======== Records shown ========

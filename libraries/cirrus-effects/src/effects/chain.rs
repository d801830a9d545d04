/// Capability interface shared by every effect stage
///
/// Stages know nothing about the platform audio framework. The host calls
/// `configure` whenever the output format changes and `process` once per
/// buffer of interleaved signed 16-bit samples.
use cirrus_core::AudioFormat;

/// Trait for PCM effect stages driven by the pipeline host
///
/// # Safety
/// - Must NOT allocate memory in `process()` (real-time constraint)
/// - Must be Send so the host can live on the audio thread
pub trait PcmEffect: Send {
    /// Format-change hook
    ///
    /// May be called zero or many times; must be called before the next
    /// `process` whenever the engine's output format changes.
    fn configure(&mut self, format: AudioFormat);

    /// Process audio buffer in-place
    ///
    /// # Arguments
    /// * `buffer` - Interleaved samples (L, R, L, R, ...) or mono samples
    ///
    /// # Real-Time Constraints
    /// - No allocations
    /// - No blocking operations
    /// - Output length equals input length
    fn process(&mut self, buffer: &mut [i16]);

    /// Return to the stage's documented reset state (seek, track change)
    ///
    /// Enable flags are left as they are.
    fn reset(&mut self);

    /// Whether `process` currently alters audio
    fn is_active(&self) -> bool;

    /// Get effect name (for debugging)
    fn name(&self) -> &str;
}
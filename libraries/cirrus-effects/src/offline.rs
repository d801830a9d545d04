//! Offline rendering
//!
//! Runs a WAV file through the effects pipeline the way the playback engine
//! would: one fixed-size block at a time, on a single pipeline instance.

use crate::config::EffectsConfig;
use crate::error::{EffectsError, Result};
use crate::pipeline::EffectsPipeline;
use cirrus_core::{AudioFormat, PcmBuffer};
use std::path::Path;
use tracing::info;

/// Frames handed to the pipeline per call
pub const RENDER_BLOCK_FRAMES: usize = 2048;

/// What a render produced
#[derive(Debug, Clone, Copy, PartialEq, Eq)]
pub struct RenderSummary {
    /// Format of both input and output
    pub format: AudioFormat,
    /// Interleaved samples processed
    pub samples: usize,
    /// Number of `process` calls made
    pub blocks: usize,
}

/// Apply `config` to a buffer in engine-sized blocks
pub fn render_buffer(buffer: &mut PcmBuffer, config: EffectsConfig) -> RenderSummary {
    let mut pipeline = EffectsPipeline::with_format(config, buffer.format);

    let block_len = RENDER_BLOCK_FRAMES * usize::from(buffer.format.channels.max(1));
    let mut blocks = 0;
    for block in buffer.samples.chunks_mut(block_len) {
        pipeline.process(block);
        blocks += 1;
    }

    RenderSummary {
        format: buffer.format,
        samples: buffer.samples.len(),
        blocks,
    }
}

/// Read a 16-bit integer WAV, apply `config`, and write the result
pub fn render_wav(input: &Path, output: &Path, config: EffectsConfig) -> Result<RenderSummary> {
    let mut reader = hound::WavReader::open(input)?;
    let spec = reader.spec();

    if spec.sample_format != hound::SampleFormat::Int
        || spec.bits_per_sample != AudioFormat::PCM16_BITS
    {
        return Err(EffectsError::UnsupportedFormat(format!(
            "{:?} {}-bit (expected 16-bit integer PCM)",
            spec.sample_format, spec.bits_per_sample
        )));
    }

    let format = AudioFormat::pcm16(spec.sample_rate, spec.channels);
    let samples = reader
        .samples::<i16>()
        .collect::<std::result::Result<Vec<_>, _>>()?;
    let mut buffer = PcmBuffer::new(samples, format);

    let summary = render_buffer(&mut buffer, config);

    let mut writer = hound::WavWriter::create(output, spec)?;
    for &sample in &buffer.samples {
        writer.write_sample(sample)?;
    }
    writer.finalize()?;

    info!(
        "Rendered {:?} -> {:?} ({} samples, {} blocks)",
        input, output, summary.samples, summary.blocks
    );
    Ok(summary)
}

========

Give back exactly the lines of the listing above that run from the line with "signed 16-bit samples." to the line with "before the next", inclusive.

● Answer section:
/// buffer of interleaved signed 16-bit samples.
use cirrus_core::AudioFormat;

/// Trait for PCM effect stages driven by the pipeline host
///
/// # Safety
/// - Must NOT allocate memory in `process()` (real-time constraint)
/// - Must be Send so the host can live on the audio thread
pub trait PcmEffect: Send {
    /// Format-change hook
    ///
    /// May be called zero or many times; must be called before the next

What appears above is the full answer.